▶ THE DATA:
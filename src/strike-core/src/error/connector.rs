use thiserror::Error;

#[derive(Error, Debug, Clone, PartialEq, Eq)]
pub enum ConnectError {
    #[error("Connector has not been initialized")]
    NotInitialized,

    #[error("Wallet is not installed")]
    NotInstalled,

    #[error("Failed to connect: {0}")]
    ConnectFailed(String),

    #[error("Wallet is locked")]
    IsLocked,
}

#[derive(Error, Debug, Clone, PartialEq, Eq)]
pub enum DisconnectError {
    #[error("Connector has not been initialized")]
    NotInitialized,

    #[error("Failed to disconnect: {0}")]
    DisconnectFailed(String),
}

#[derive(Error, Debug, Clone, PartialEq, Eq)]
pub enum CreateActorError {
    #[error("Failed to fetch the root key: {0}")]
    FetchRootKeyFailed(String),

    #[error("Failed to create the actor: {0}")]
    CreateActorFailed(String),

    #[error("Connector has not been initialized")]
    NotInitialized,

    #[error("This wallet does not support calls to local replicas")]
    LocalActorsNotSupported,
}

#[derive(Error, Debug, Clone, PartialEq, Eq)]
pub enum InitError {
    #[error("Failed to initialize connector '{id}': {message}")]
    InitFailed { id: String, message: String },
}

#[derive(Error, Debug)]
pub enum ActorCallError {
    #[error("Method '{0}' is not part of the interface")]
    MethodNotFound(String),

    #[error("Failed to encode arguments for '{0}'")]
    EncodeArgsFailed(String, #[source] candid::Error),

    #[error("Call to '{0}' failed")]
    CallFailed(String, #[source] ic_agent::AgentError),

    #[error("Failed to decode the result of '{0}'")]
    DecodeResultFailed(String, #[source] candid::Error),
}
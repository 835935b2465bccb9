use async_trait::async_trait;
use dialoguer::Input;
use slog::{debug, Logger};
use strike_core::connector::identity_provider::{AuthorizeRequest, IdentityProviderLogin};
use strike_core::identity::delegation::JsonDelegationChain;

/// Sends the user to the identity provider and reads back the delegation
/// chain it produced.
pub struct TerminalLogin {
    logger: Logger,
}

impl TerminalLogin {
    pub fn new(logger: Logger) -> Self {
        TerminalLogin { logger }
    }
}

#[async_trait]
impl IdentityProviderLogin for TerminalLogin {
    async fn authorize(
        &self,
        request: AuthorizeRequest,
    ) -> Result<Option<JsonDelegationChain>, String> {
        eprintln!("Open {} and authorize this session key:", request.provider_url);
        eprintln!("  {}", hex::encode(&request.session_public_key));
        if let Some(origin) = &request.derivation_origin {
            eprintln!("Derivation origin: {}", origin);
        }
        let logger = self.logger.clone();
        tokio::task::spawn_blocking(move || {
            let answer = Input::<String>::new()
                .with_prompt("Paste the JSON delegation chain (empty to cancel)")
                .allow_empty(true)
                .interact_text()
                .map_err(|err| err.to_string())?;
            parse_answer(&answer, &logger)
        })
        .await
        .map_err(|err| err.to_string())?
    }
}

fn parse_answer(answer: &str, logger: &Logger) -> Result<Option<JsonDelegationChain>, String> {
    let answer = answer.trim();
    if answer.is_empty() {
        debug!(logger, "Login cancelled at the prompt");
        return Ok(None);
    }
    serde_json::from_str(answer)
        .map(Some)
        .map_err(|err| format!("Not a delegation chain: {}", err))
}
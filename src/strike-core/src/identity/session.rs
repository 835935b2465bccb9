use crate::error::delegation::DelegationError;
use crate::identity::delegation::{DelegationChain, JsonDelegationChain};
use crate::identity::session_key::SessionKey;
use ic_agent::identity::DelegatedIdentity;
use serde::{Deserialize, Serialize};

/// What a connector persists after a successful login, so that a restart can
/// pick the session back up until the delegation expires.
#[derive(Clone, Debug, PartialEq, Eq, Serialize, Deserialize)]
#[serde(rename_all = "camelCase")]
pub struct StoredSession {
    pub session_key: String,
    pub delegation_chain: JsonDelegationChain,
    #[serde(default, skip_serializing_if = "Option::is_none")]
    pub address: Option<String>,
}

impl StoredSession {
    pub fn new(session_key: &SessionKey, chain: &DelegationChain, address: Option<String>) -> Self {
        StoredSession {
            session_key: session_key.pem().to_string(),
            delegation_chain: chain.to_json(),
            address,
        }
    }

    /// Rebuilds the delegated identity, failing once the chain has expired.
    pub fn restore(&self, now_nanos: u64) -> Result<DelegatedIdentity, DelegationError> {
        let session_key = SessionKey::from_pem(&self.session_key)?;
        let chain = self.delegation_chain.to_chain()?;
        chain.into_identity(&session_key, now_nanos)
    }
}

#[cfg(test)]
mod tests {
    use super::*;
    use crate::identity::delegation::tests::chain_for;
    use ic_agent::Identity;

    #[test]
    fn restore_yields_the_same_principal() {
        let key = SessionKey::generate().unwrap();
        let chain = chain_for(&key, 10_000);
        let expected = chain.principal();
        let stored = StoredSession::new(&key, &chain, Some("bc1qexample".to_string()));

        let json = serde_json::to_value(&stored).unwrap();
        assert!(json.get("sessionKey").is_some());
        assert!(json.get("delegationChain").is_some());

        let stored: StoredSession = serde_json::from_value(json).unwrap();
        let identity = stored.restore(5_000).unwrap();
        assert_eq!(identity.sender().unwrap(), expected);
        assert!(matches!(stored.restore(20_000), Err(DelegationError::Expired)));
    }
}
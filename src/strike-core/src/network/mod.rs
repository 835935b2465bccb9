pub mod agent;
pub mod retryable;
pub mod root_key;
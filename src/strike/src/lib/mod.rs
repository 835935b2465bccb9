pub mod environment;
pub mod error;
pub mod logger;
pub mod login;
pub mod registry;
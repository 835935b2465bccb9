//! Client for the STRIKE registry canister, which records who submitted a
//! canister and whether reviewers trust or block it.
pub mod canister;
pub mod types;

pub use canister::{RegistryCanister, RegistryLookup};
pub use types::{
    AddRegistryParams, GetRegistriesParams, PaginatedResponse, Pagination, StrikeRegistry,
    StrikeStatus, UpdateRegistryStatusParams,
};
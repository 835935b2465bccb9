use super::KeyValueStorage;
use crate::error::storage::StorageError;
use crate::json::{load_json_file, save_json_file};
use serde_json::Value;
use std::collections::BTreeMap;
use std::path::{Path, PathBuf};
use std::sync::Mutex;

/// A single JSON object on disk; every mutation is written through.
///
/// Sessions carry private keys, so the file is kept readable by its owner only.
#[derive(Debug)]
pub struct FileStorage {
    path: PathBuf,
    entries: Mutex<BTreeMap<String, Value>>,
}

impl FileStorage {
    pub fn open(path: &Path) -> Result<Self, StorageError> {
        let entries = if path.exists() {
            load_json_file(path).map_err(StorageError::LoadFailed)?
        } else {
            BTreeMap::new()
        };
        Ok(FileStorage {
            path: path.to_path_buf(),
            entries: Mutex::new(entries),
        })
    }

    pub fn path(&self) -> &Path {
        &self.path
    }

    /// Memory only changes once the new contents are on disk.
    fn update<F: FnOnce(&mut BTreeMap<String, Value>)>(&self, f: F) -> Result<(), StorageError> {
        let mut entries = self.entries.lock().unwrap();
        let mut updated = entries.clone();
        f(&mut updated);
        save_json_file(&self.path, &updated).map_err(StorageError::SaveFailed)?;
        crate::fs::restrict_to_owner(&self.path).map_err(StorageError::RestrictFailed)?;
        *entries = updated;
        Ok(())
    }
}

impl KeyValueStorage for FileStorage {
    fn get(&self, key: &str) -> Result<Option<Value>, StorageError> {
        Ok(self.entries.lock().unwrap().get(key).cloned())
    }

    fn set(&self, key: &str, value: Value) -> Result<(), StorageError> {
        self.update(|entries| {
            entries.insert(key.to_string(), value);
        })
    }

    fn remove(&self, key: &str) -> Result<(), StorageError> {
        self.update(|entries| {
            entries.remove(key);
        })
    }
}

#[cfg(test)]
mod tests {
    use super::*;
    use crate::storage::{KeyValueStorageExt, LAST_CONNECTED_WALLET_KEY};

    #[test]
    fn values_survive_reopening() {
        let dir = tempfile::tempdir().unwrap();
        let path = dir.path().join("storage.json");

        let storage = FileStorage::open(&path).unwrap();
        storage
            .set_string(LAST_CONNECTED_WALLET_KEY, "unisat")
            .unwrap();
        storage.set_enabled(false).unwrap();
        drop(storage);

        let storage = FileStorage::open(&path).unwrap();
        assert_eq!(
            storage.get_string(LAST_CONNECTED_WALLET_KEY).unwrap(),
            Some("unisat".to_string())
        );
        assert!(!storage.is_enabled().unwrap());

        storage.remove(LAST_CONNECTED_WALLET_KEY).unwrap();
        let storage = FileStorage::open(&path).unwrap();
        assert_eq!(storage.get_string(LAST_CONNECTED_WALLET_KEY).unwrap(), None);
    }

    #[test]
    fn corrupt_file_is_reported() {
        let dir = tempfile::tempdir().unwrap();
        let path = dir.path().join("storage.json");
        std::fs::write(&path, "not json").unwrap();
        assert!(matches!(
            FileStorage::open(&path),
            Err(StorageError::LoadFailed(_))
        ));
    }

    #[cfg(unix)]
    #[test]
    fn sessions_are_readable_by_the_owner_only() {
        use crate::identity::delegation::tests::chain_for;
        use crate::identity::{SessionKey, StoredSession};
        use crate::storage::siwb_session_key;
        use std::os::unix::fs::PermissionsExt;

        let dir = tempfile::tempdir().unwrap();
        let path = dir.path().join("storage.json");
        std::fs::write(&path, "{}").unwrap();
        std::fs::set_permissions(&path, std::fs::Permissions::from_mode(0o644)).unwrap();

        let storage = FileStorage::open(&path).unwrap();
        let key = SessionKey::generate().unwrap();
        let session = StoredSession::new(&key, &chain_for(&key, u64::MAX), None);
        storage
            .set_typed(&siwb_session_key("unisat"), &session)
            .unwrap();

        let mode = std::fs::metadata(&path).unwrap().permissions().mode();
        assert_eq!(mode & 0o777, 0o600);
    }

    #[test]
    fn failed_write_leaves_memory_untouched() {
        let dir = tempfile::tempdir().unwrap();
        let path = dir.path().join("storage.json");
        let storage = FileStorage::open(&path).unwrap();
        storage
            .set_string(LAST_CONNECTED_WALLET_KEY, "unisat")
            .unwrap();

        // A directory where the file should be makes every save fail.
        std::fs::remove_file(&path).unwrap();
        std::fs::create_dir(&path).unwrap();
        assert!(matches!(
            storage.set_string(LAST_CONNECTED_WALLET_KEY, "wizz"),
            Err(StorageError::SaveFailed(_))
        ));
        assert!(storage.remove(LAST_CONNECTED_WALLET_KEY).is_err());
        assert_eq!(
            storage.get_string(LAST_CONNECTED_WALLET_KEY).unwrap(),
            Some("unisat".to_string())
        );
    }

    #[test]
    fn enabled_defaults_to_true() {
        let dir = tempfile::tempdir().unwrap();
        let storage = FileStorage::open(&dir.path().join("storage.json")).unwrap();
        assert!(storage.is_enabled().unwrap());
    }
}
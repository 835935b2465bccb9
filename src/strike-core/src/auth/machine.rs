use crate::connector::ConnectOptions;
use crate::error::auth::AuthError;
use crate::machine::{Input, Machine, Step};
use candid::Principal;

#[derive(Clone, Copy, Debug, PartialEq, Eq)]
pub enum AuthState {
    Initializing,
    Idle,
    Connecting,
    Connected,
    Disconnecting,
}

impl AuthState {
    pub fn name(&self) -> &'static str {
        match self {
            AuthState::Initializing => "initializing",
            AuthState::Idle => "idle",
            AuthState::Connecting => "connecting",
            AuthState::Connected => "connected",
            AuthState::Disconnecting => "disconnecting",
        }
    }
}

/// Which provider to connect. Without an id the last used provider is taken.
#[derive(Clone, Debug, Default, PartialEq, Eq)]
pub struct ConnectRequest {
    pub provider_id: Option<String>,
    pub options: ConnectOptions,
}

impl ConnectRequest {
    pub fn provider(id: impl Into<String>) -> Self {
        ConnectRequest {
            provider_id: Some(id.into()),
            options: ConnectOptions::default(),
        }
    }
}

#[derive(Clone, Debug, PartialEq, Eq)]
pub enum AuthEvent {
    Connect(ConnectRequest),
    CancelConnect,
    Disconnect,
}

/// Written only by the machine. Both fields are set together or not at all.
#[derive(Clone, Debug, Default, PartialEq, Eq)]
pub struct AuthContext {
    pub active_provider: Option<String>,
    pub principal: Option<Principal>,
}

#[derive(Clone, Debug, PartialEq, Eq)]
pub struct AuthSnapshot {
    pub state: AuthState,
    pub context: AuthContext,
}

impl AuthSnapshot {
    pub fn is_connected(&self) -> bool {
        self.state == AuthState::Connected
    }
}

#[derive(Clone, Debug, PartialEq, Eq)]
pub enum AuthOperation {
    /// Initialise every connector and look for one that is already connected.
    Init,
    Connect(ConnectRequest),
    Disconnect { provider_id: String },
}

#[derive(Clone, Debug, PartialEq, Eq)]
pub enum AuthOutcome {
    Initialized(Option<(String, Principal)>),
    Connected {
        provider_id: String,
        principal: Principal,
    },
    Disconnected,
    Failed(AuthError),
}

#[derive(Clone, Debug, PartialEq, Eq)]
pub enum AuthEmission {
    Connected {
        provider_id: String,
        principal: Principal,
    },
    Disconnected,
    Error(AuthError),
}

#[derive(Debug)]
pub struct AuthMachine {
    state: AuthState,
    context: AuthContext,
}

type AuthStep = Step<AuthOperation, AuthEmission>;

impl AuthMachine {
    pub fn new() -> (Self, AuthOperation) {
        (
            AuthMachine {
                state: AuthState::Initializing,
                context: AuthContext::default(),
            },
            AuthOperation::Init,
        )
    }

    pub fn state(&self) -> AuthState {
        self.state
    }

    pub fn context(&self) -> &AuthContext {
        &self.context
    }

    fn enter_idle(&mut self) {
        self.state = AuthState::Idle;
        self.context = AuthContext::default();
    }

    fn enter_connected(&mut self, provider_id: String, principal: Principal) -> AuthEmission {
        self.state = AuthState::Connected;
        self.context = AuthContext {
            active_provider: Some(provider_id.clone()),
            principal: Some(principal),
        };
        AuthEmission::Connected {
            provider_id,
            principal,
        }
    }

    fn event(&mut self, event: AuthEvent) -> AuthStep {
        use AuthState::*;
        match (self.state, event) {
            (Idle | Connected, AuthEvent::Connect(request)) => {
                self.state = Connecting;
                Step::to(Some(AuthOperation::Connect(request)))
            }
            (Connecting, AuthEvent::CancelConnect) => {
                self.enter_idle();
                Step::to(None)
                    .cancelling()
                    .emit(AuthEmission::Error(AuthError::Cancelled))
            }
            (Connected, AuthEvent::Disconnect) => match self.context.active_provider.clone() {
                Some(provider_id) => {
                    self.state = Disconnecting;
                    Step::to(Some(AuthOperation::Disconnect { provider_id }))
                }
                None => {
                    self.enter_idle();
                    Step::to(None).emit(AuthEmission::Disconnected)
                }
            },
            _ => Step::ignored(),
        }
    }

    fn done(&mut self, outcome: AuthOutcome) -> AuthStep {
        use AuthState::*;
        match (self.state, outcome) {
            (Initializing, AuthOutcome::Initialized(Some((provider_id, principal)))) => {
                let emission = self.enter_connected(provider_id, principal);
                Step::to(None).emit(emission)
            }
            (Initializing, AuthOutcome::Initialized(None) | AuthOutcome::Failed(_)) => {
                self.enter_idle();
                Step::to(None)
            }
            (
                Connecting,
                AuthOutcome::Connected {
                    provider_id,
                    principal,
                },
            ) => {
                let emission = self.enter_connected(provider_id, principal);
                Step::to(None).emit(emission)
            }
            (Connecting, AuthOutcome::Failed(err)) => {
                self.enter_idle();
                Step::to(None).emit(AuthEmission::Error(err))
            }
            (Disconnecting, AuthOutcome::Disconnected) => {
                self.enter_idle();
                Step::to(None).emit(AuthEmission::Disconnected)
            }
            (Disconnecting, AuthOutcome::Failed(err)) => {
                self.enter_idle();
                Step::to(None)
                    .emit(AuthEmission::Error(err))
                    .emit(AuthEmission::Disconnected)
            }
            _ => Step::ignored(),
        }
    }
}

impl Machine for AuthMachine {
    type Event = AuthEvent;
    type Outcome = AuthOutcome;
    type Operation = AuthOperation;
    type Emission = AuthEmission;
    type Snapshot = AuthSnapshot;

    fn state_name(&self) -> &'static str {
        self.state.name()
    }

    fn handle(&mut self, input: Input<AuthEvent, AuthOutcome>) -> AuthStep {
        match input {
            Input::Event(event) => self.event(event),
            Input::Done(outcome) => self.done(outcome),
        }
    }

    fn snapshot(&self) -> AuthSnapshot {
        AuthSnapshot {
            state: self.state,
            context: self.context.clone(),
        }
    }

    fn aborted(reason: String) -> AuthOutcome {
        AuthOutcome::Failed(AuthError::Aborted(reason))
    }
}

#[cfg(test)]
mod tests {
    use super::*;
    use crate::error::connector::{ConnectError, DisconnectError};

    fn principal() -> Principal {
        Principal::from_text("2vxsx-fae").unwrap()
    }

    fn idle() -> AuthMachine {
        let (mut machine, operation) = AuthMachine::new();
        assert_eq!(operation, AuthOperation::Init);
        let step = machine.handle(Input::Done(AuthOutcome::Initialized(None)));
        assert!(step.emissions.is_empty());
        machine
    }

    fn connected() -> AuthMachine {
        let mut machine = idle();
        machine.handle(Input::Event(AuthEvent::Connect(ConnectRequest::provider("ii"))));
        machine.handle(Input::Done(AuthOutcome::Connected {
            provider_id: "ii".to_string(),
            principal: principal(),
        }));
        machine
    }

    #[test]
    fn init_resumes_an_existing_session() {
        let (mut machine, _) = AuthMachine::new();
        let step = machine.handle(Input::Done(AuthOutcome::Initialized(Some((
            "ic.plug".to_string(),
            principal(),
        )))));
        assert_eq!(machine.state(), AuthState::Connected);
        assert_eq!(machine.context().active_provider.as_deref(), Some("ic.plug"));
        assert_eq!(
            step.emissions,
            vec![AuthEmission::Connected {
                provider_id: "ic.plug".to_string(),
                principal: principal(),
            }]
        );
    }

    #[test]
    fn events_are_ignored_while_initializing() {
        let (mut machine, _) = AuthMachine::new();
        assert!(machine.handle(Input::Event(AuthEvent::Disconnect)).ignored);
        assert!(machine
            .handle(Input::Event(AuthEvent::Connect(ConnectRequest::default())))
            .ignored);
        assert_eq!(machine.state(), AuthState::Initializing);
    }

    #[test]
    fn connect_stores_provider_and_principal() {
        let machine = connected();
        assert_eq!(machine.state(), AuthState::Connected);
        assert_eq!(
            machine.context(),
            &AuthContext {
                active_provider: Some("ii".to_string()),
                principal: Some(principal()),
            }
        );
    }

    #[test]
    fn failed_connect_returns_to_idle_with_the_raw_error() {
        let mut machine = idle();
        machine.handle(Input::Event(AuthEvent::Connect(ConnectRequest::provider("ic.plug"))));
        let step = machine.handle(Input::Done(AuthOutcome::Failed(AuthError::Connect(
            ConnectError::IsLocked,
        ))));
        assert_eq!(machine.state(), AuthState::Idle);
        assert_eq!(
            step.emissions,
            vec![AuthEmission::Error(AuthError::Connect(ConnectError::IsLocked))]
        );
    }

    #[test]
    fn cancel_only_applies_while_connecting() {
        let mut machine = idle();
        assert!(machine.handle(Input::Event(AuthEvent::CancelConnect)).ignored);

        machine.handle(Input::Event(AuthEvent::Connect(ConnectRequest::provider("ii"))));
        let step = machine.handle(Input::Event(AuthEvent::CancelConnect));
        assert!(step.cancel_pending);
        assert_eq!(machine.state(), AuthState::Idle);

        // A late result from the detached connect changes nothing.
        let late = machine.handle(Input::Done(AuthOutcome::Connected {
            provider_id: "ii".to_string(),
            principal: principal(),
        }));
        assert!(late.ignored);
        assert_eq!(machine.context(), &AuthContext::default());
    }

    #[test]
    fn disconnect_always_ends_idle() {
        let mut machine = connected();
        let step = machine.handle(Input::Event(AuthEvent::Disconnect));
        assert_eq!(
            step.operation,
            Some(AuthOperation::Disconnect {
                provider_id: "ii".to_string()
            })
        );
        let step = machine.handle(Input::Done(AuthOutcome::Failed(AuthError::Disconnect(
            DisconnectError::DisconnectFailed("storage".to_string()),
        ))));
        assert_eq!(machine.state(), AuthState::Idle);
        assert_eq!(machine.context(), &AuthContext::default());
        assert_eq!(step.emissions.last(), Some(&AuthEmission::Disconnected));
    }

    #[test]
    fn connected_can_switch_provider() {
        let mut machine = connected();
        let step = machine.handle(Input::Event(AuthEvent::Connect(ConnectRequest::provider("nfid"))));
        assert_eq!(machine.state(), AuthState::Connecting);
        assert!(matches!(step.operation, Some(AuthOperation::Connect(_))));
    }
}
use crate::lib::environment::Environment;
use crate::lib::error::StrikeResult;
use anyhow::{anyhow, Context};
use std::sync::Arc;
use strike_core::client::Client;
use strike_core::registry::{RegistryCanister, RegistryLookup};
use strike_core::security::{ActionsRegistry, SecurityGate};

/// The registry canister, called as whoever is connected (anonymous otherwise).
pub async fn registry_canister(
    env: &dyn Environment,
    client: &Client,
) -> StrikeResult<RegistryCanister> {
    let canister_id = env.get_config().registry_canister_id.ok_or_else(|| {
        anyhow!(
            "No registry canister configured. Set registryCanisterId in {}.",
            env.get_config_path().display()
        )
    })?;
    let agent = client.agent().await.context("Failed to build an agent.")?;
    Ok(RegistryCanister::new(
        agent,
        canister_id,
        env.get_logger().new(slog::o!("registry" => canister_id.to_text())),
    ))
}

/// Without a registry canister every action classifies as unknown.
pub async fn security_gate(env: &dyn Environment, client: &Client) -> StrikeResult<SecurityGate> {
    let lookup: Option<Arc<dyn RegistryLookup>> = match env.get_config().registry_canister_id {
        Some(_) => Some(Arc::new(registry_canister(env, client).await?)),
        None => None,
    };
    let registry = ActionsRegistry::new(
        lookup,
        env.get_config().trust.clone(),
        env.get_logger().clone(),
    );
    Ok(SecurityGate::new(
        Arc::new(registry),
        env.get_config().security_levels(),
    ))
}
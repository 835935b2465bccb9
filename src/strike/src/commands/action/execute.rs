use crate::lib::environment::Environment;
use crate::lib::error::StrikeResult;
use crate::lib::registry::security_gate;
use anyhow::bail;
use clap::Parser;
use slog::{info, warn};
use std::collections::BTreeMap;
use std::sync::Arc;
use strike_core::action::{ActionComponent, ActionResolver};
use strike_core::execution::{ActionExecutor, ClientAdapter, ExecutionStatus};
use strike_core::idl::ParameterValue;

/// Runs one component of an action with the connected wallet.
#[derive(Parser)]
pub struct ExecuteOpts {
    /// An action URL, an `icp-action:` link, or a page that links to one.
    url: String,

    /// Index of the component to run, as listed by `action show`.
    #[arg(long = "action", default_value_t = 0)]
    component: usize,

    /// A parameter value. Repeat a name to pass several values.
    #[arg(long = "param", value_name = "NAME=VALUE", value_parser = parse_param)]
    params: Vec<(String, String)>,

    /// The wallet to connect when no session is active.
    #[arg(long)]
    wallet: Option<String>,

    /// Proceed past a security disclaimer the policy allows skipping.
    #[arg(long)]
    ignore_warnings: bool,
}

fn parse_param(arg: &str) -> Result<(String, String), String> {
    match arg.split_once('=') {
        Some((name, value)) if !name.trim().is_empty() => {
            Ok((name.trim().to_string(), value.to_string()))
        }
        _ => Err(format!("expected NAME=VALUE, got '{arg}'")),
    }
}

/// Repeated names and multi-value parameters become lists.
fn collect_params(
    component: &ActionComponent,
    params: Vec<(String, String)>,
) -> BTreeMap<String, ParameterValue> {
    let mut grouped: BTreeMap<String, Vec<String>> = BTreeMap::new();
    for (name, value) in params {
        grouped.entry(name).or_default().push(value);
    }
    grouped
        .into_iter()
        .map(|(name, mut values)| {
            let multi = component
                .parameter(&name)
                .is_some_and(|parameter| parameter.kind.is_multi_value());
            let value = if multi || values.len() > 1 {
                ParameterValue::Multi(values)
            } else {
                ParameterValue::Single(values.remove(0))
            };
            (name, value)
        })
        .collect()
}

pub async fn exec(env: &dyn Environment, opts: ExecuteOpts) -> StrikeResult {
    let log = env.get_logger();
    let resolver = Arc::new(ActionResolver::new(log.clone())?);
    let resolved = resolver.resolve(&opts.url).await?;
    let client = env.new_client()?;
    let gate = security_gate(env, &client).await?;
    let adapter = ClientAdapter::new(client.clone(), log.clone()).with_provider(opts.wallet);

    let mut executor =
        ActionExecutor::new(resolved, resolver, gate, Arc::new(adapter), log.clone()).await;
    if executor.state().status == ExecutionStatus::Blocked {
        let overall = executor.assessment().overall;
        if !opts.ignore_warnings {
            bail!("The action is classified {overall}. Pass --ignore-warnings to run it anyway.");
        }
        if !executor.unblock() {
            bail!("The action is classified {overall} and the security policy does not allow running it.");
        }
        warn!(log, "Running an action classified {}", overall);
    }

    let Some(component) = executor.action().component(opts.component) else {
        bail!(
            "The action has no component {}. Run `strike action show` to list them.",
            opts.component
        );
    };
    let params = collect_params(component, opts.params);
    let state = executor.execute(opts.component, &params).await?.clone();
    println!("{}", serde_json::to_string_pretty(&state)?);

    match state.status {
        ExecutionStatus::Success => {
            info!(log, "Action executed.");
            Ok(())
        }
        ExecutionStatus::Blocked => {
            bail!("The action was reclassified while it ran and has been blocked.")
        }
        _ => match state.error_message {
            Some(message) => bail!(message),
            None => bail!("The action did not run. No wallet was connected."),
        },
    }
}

▶ WORK TO BE COMPLETED: Nothing but a number should be returned: how many lines of the listing include "ActionExecutor".

▶ ANSWER BELOW: 2